Segment Start: INPUT

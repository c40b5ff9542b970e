use std::sync::Arc;

use axum::extract::State;
use axum::routing::post;
use axum::{Json, Router};
use bridge_core::dispatcher::DispatchInput;
use serde::Deserialize;
use serde_json::json;

use crate::state::AppState;

#[derive(Debug, Deserialize)]
pub struct ExecuteRequest {
    task: String,
}

/// Runs `task` through the Dispatcher directly rather than forking a
/// supervisor subprocess — the Supervisor Loop is a long-lived task owned by
/// `bridge-conductor`, not something this endpoint spawns per request.
async fn execute(State(state): State<Arc<AppState>>, Json(req): Json<ExecuteRequest>) -> Json<serde_json::Value> {
    let output = state.dispatcher.dispatch(DispatchInput::new(req.task)).await;
    Json(json!({"status": "completed", "output": output}))
}

pub fn routes() -> Router<Arc<AppState>> {
    Router::new().route("/execute", post(execute))
}
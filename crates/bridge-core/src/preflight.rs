//! Preflight Check (§4.12): validates the environment before an app
//! launches — env keys, N8N connectivity, Docker, critical files, and port
//! availability, grouped into profiles per app type.

use std::net::TcpListener;
use std::path::Path;
use std::time::Duration;

const PLACEHOLDER_VALUES: &[&str] = &["YOUR_KEY_HERE", "YOUR_WEBHOOK_URL_HERE", "PLACEHOLDER"];

#[derive(Debug, Clone, Copy, PartialEq, Eq)]
pub enum CheckStatus {
    Pass,
    Warn,
    Fail,
}

#[derive(Debug, Clone)]
pub struct CheckResult {
    pub status: CheckStatus,
    pub message: String,
}

impl CheckResult {
    fn pass(message: impl Into<String>) -> Self {
        Self {
            status: CheckStatus::Pass,
            message: message.into(),
        }
    }
    fn warn(message: impl Into<String>) -> Self {
        Self {
            status: CheckStatus::Warn,
            message: message.into(),
        }
    }
    fn fail(message: impl Into<String>) -> Self {
        Self {
            status: CheckStatus::Fail,
            message: message.into(),
        }
    }
}

/// Verify required env keys are present, non-empty, and not left as
/// placeholder values. `env_path` is parsed manually as `KEY=VALUE` lines
/// (matching the original's pre-dotenv-load manual parse); falls back to
/// process environment when no `.env` is given.
pub fn check_env_keys(required_keys: &[&str], env_path: Option<&Path>) -> Vec<CheckResult> {
    let env_vars: std::collections::HashMap<String, String> = match env_path {
        Some(path) => {
            let Ok(content) = std::fs::read_to_string(path) else {
                return vec![CheckResult::fail(format!(".env file not found: {}", path.display()))];
            };
            content
                .lines()
                .filter_map(|line| {
                    let line = line.trim();
                    if line.is_empty() || line.starts_with('#') || !line.contains('=') {
                        return None;
                    }
                    let (k, v) = line.split_once('=')?;
                    Some((k.trim().to_string(), v.trim().to_string()))
                })
                .collect()
        }
        None => std::env::vars().collect(),
    };

    required_keys
        .iter()
        .map(|key| {
            let val = env_vars
                .get(*key)
                .cloned()
                .or_else(|| std::env::var(key).ok())
                .unwrap_or_default();
            if val.is_empty() || val.starts_with("${") {
                CheckResult::fail(format!("Missing or empty: {}", key))
            } else if PLACEHOLDER_VALUES.contains(&val.as_str()) {
                CheckResult::warn(format!("Placeholder value: {}", key))
            } else {
                let preview: String = val.chars().take(20).collect();
                CheckResult::pass(format!("{} = {}...", key, preview))
            }
        })
        .collect()
}

/// Verify a critical file exists.
pub fn check_file_exists(path: &Path, label: &str) -> CheckResult {
    match std::fs::metadata(path) {
        Ok(meta) => CheckResult::pass(format!("{} ({} bytes)", label, meta.len())),
        Err(_) => CheckResult::fail(format!("{} NOT FOUND: {}", label, path.display())),
    }
}

/// Check whether a TCP port is free to bind on localhost.
pub fn check_port_available(port: u16) -> CheckResult {
    match TcpListener::bind(("127.0.0.1", port)) {
        Ok(_) => CheckResult::pass(format!("Port {} is available", port)),
        Err(_) => CheckResult::warn(format!("Port {} already in use (existing instance?)", port)),
    }
}

/// Check whether the Docker daemon responds to `docker info`.
pub fn check_docker() -> CheckResult {
    match std::process::Command::new("docker")
        .arg("info")
        .output()
    {
        Ok(out) if out.status.success() => CheckResult::pass("Docker Engine is running"),
        Ok(_) => CheckResult::warn("Docker is installed but not running"),
        Err(_) => CheckResult::warn("Docker not installed (not required for all apps)"),
    }
}

/// Check N8N API reachability with the given API key.
pub async fn check_n8n_connectivity(api_key: Option<&str>) -> CheckResult {
    let Some(api_key) = api_key.filter(|k| !k.is_empty()) else {
        return CheckResult::fail("N8N_API_KEY not available — cannot check connectivity");
    };

    let client = match reqwest::Client::builder().timeout(Duration::from_secs(10)).build() {
        Ok(c) => c,
        Err(e) => return CheckResult::fail(format!("N8N connection failed: {}", e)),
    };

    match client
        .get("https://humanresource.app.n8n.cloud/api/v1/workflows?limit=1")
        .header("X-N8N-API-KEY", api_key)
        .send()
        .await
    {
        Ok(resp) if resp.status().as_u16() == 200 => {
            let count = resp
                .json::<serde_json::Value>()
                .await
                .ok()
                .and_then(|v| v.get("data").and_then(|d| d.as_array()).map(|a| a.len()))
                .unwrap_or(0);
            CheckResult::pass(format!("N8N API reachable — {}+ workflows found", count))
        }
        Ok(resp) if resp.status().as_u16() == 401 => {
            CheckResult::fail("N8N API key is invalid (401 Unauthorized)")
        }
        Ok(resp) => CheckResult::warn(format!("N8N API returned HTTP {}", resp.status().as_u16())),
        Err(e) => CheckResult::fail(format!("N8N connection failed: {}", e)),
    }
}

/// One critical file requirement: a human label and a path relative to the
/// app directory.
#[derive(Debug, Clone)]
pub struct CriticalFile {
    pub label: &'static str,
    pub filename: &'static str,
}

#[derive(Debug, Clone)]
pub struct Profile {
    pub name: &'static str,
    pub env_keys: &'static [&'static str],
    pub check_docker: bool,
    pub check_port: Option<u16>,
    pub critical_files: &'static [CriticalFile],
}

pub const PROFILE_ALPHA: Profile = Profile {
    name: "Alpha V2 Genesis",
    env_keys: &["NGROK_AUTH_TOKEN", "N8N_API_KEY", "WEBHOOK_URL"],
    check_docker: false,
    check_port: Some(5005),
    critical_files: &[
        CriticalFile { label: "server.py", filename: "server.py" },
        CriticalFile { label: "n8n_lifecycle.py", filename: "n8n_lifecycle.py" },
    ],
};

pub const PROFILE_META: Profile = Profile {
    name: "Meta App Factory",
    env_keys: &["N8N_API_KEY"],
    check_docker: true,
    check_port: Some(8000),
    critical_files: &[],
};

pub const PROFILE_GENERIC: Profile = Profile {
    name: "Generic App",
    env_keys: &["N8N_API_KEY", "WEBHOOK_URL"],
    check_docker: false,
    check_port: None,
    critical_files: &[CriticalFile { label: "config.json", filename: "config.json" }],
};

pub fn profile_by_name(name: &str) -> &'static Profile {
    match name {
        "alpha" => &PROFILE_ALPHA,
        "meta" => &PROFILE_META,
        _ => &PROFILE_GENERIC,
    }
}

fn read_n8n_api_key_from_env_file(env_path: &Path) -> Option<String> {
    let content = std::fs::read_to_string(env_path).ok()?;
    content.lines().find_map(|line| {
        let line = line.trim();
        line.strip_prefix("N8N_API_KEY=").map(|v| v.to_string())
    })
}

/// Run every check in `profile` against `app_dir`. Returns (passed, failed, warned) counts.
pub async fn run_preflight(profile: &Profile, app_dir: &Path) -> (usize, usize, usize) {
    let env_path = app_dir.join(".env");
    let env_path_opt = env_path.exists().then_some(env_path.as_path());

    let mut results = check_env_keys(profile.env_keys, env_path_opt);

    // Rust binaries have their dependency graph resolved and embedded at
    // build time, so there is no import-time equivalent of the original's
    // per-package `importlib.import_module` probe. The closest analog is
    // whether the workspace has a locked, reproducible dependency graph.
    if !app_dir.join("Cargo.lock").exists() {
        results.push(CheckResult::warn("No Cargo.lock found — dependency graph is unresolved"));
    } else {
        results.push(CheckResult::pass("Cargo.lock present"));
    }

    let api_key = read_n8n_api_key_from_env_file(&env_path).or_else(|| std::env::var("N8N_API_KEY").ok());
    results.push(check_n8n_connectivity(api_key.as_deref()).await);

    if profile.check_docker {
        results.push(check_docker());
    }

    for cf in profile.critical_files {
        results.push(check_file_exists(&app_dir.join(cf.filename), cf.label));
    }

    if let Some(port) = profile.check_port {
        results.push(check_port_available(port));
    }

    let passed = results.iter().filter(|r| r.status == CheckStatus::Pass).count();
    let warned = results.iter().filter(|r| r.status == CheckStatus::Warn).count();
    let failed = results.iter().filter(|r| r.status == CheckStatus::Fail).count();
    (passed, failed, warned)
}

#[cfg(test)]
mod tests {
    use super::*;

    #[test]
    fn missing_key_fails() {
        let results = check_env_keys(&["SOME_TOTALLY_ABSENT_KEY_XYZ"], None);
        assert_eq!(results[0].status, CheckStatus::Fail);
    }

    #[test]
    fn placeholder_value_warns() {
        let dir = tempfile::tempdir().unwrap();
        let env_path = dir.path().join(".env");
        std::fs::write(&env_path, "WEBHOOK_URL=YOUR_WEBHOOK_URL_HERE\n").unwrap();
        let results = check_env_keys(&["WEBHOOK_URL"], Some(&env_path));
        assert_eq!(results[0].status, CheckStatus::Warn);
    }

    #[test]
    fn real_value_passes() {
        let dir = tempfile::tempdir().unwrap();
        let env_path = dir.path().join(".env");
        std::fs::write(&env_path, "WEBHOOK_URL=https://example.test/webhook/abc\n").unwrap();
        let results = check_env_keys(&["WEBHOOK_URL"], Some(&env_path));
        assert_eq!(results[0].status, CheckStatus::Pass);
    }

    #[test]
    fn missing_env_file_fails_outright() {
        let dir = tempfile::tempdir().unwrap();
        let results = check_env_keys(&["X"], Some(&dir.path().join("missing.env")));
        assert_eq!(results.len(), 1);
        assert_eq!(results[0].status, CheckStatus::Fail);
    }

    #[test]
    fn file_exists_check() {
        let dir = tempfile::tempdir().unwrap();
        let file = dir.path().join("server.py");
        std::fs::write(&file, "print(1)").unwrap();
        assert_eq!(check_file_exists(&file, "server.py").status, CheckStatus::Pass);
        assert_eq!(check_file_exists(&dir.path().join("missing.py"), "missing.py").status, CheckStatus::Fail);
    }

    #[test]
    fn port_check_detects_bound_port() {
        let listener = TcpListener::bind("127.0.0.1:0").unwrap();
        let port = listener.local_addr().unwrap().port();
        assert_eq!(check_port_available(port).status, CheckStatus::Warn);
        drop(listener);
        assert_eq!(check_port_available(port).status, CheckStatus::Pass);
    }

    #[test]
    fn profile_lookup_falls_back_to_generic() {
        assert_eq!(profile_by_name("alpha").name, "Alpha V2 Genesis");
        assert_eq!(profile_by_name("nonsense").name, "Generic App");
    }

    #[tokio::test]
    async fn n8n_connectivity_fails_without_key() {
        let result = check_n8n_connectivity(None).await;
        assert_eq!(result.status, CheckStatus::Fail);
    }
}
//! Local control-plane IPC.
//!
//! A Unix domain socket (Windows support is a stub — named pipes would need
//! an extra dependency the teacher's stack doesn't carry) accepting
//! newline-delimited JSON commands and replying with newline-delimited JSON
//! responses. Used by operational tooling to introspect and control a
//! running conductor without restarting it.

use std::sync::Arc;

use serde::{Deserialize, Serialize};
use tokio::sync::{mpsc, Semaphore};
use tokio_util::sync::CancellationToken;
use tracing::{error, info, warn};

use crate::child_manager::{ChildManager, ChildStatus, ProcessKind};
use crate::health_checker::HealthChecker;
use crate::message_bus::MessageBus;

pub struct IpcContext {
    pub child_mgr: Arc<ChildManager>,
    pub health_checker: Arc<HealthChecker>,
    pub message_bus: Arc<MessageBus>,
    pub shutdown_tx: mpsc::Sender<()>,
}

#[derive(Debug, Deserialize)]
#[serde(tag = "command", rename_all = "snake_case")]
enum IpcCommand {
    Status,
    RestartServer,
    DrainAndShutdown,
}

#[derive(Debug, Serialize)]
#[serde(rename_all = "snake_case")]
enum IpcResponse {
    Status { children: Vec<ChildStatus>, circuit: String },
    Ok,
    Error { message: String },
}

pub async fn run_ipc_server(path: String, max_clients: usize, ctx: Arc<IpcContext>, cancel: CancellationToken) {
    #[cfg(unix)]
    {
        run_unix(path, max_clients, ctx, cancel).await;
    }
    #[cfg(windows)]
    {
        warn!(path, "IPC server is not implemented on this platform — control-plane commands are unavailable");
        cancel.cancelled().await;
    }
}

#[cfg(unix)]
async fn run_unix(path: String, max_clients: usize, ctx: Arc<IpcContext>, cancel: CancellationToken) {
    use tokio::io::{AsyncBufReadExt, AsyncWriteExt, BufReader};

    let _ = std::fs::remove_file(&path);
    let listener = match tokio::net::UnixListener::bind(&path) {
        Ok(l) => l,
        Err(e) => {
            error!(path, error = %e, "failed to bind IPC socket");
            return;
        }
    };
    info!(path, "IPC server listening");
    let permits = Arc::new(Semaphore::new(max_clients));

    loop {
        tokio::select! {
            _ = cancel.cancelled() => {
                info!("IPC server shutting down");
                let _ = std::fs::remove_file(&path);
                return;
            }
            accepted = listener.accept() => {
                let Ok((stream, _)) = accepted else { continue };
                let Ok(permit) = permits.clone().try_acquire_owned() else {
                    warn!("IPC client limit reached, dropping connection");
                    continue;
                };
                let ctx = ctx.clone();
                tokio::spawn(async move {
                    let _permit = permit;
                    let (reader, mut writer) = stream.into_split();
                    let mut lines = BufReader::new(reader).lines();

                    while let Ok(Some(line)) = lines.next_line().await {
                        if line.trim().is_empty() {
                            continue;
                        }
                        let response = match serde_json::from_str::<IpcCommand>(&line) {
                            Ok(cmd) => dispatch(cmd, &ctx).await,
                            Err(e) => IpcResponse::Error { message: format!("invalid command: {e}") },
                        };
                        let Ok(mut payload) = serde_json::to_vec(&response) else { break };
                        payload.push(b'\n');
                        if writer.write_all(&payload).await.is_err() {
                            break;
                        }
                    }
                });
            }
        }
    }
}

#[cfg(unix)]
async fn dispatch(cmd: IpcCommand, ctx: &IpcContext) -> IpcResponse {
    match cmd {
        IpcCommand::Status => {
            let children = ctx.child_mgr.status().await;
            let circuit = format!("{:?}", ctx.health_checker.circuit_state());
            IpcResponse::Status { children, circuit }
        }
        IpcCommand::RestartServer => match ctx.child_mgr.restart(ProcessKind::BridgeServer).await {
            Ok(_) => IpcResponse::Ok,
            Err(e) => IpcResponse::Error { message: e.to_string() },
        },
        IpcCommand::DrainAndShutdown => {
            let _ = ctx.shutdown_tx.send(()).await;
            IpcResponse::Ok
        }
    }
}
//! Child-process lifecycle management.
//!
//! Starts, stops, and restarts the local `bridge-server` process. Tracks
//! PIDs, enforces restart budgets, and implements a drain-and-shutdown
//! protocol that gives the child a grace period before forceful termination.
//! Interactive launcher front-ends are out of scope, so only one process
//! kind is ever managed.

use std::collections::VecDeque;
use std::path::PathBuf;
use std::sync::Arc;
use std::time::{Duration, Instant};

use serde::Serialize;
use tokio::process::{Child, Command};
use tokio::sync::Mutex;
use tracing::{error, info, warn};

use crate::config::ProcessConfig;
use crate::state_store::StateStore;

/// Identifies a managed process kind. Currently only the local HTTP server
/// is supervised.
#[derive(Debug, Clone, Copy, PartialEq, Eq, Hash)]
pub enum ProcessKind {
    BridgeServer,
}

impl ProcessKind {
    pub fn as_str(&self) -> &'static str {
        match self {
            ProcessKind::BridgeServer => "bridge-server",
        }
    }
}

impl std::fmt::Display for ProcessKind {
    fn fmt(&self, f: &mut std::fmt::Formatter<'_>) -> std::fmt::Result {
        f.write_str(self.as_str())
    }
}

impl serde::Serialize for ProcessKind {
    fn serialize<S>(&self, serializer: S) -> Result<S::Ok, S::Error>
    where
        S: serde::Serializer,
    {
        serializer.serialize_str(self.as_str())
    }
}

/// Internal state for the managed child.
struct ManagedChild {
    kind: ProcessKind,
    child: Child,
    started_at: Instant,
}

/// Tracks restart timestamps so we can enforce the budget.
struct RestartTracker {
    timestamps: VecDeque<Instant>,
    max_restarts: u32,
    window: Duration,
}

impl RestartTracker {
    fn new(max_restarts: u32, window: Duration) -> Self {
        Self {
            timestamps: VecDeque::new(),
            max_restarts,
            window,
        }
    }

    /// Record a restart. Returns `true` if the restart is within budget.
    fn record(&mut self) -> bool {
        let now = Instant::now();
        while self
            .timestamps
            .front()
            .map(|t| now.duration_since(*t) > self.window)
            .unwrap_or(false)
        {
            self.timestamps.pop_front();
        }
        if self.timestamps.len() >= self.max_restarts as usize {
            false
        } else {
            self.timestamps.push_back(now);
            true
        }
    }

    fn count(&self) -> usize {
        let now = Instant::now();
        self.timestamps.iter().filter(|t| now.duration_since(**t) <= self.window).count()
    }
}

/// The child-process manager.
pub struct ChildManager {
    config: ProcessConfig,
    children: Arc<Mutex<Vec<ManagedChild>>>,
    restarts: Arc<Mutex<RestartTracker>>,
    store: Arc<StateStore>,
}

impl ChildManager {
    pub fn new(config: ProcessConfig, store: Arc<StateStore>) -> Self {
        let restarts = RestartTracker::new(config.max_restarts, config.restart_window);
        Self {
            config,
            children: Arc::new(Mutex::new(Vec::new())),
            restarts: Arc::new(Mutex::new(restarts)),
            store,
        }
    }

    /// Start a child process of the given kind.
    pub async fn start(&self, kind: ProcessKind) -> anyhow::Result<u32> {
        let ProcessKind::BridgeServer = kind;
        let binary = self.config.server_binary.clone();
        let args = self.config.server_args.clone();

        info!(kind = kind.as_str(), binary = %binary.display(), "starting child process");

        let child = Command::new(&binary)
            .args(&args)
            .kill_on_drop(false) // We manage shutdown ourselves.
            .spawn()
            .map_err(|e| anyhow::anyhow!("failed to spawn {}: {} (binary: {})", kind, e, binary.display()))?;

        let pid = child.id().unwrap_or(0);
        info!(kind = kind.as_str(), pid, "child process started");

        let _ = self.store.upsert_agent_state(kind.as_str(), "running", Some(pid)).await;

        let mut children = self.children.lock().await;
        children.retain(|c| c.kind != kind);
        children.push(ManagedChild {
            kind,
            child,
            started_at: Instant::now(),
        });

        Ok(pid)
    }

    /// Graceful drain-and-shutdown for a child.
    ///
    /// 1. Send SIGTERM (Unix) or TerminateProcess (Windows) via `child.kill()`.
    /// 2. Wait up to `shutdown_grace` for it to exit.
    /// 3. If still alive after the grace period, forcefully kill.
    pub async fn stop(&self, kind: ProcessKind) -> anyhow::Result<()> {
        let mut children = self.children.lock().await;
        let idx = children.iter().position(|c| c.kind == kind);
        let Some(idx) = idx else {
            info!(kind = kind.as_str(), "no running child to stop");
            return Ok(());
        };

        let mut managed = children.remove(idx);
        drop(children);

        info!(kind = kind.as_str(), "requesting child shutdown");
        let _ = managed.child.start_kill();

        let result = tokio::time::timeout(self.config.shutdown_grace, managed.child.wait()).await;
        match result {
            Ok(Ok(status)) => {
                info!(kind = kind.as_str(), code = status.code(), "child exited gracefully");
            }
            Ok(Err(e)) => {
                warn!(kind = kind.as_str(), error = %e, "error waiting for child");
            }
            Err(_) => {
                warn!(
                    kind = kind.as_str(),
                    grace_ms = self.config.shutdown_grace.as_millis() as u64,
                    "child did not exit within grace period, force-killing"
                );
                let _ = managed.child.kill().await;
            }
        }

        let _ = self.store.upsert_agent_state(kind.as_str(), "stopped", None).await;
        Ok(())
    }

    /// Restart a child, respecting the restart budget.
    pub async fn restart(&self, kind: ProcessKind) -> anyhow::Result<u32> {
        {
            let mut t = self.restarts.lock().await;
            if !t.record() {
                let count = t.count();
                error!(
                    kind = kind.as_str(),
                    restarts = count,
                    window_secs = self.config.restart_window.as_secs(),
                    "restart budget exhausted"
                );
                let _ = self.store.upsert_agent_state(kind.as_str(), "failed", None).await;
                return Err(anyhow::anyhow!(
                    "{} restart budget exhausted ({} restarts in {} seconds)",
                    kind,
                    count,
                    self.config.restart_window.as_secs()
                ));
            }
        }

        self.stop(kind).await?;
        tokio::time::sleep(Duration::from_millis(500)).await;
        self.start(kind).await
    }

    /// Stop ALL managed children. Used during conductor shutdown.
    pub async fn stop_all(&self) -> anyhow::Result<()> {
        let kinds: Vec<ProcessKind> = {
            let children = self.children.lock().await;
            children.iter().map(|c| c.kind).collect()
        };

        for kind in kinds {
            if let Err(e) = self.stop(kind).await {
                error!(kind = kind.as_str(), error = %e, "failed to stop child");
            }
        }

        Ok(())
    }

    /// Swap the server binary path (for OTA updates) and restart. The swap
    /// itself is performed externally by writing the new binary to disk;
    /// this just cycles the process so it picks the new binary up.
    pub async fn swap_binary(&self, _new_binary: PathBuf) -> anyhow::Result<u32> {
        self.restart(ProcessKind::BridgeServer).await
    }

    #[allow(dead_code)]
    pub async fn is_running(&self, kind: ProcessKind) -> bool {
        let children = self.children.lock().await;
        children.iter().any(|c| c.kind == kind)
    }

    #[allow(dead_code)]
    pub async fn pid(&self, kind: ProcessKind) -> Option<u32> {
        let children = self.children.lock().await;
        children.iter().find(|c| c.kind == kind).and_then(|c| c.child.id())
    }

    /// Get a status summary for all children.
    pub async fn status(&self) -> Vec<ChildStatus> {
        let children = self.children.lock().await;
        children
            .iter()
            .map(|c| ChildStatus {
                kind: c.kind,
                pid: c.child.id(),
                uptime_secs: c.started_at.elapsed().as_secs(),
            })
            .collect()
    }
}

/// Summary of a child's status.
#[derive(Debug, Clone, Serialize)]
pub struct ChildStatus {
    pub kind: ProcessKind,
    pub pid: Option<u32>,
    pub uptime_secs: u64,
}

Segment End: INPUT

WHAT IS NEEDED >> The reply should hold only the lines from the beginning of the listing above through the line with "use crate::state::AppState;", each one written exactly as it appears.

EXERCISE ANSWER >>
repository c40b5ff9542b970e
use std::sync::Arc;

use axum::extract::State;
use axum::routing::post;
use axum::{Json, Router};
use bridge_core::dispatcher::DispatchInput;
use serde::Deserialize;
use serde_json::json;

use crate::state::AppState;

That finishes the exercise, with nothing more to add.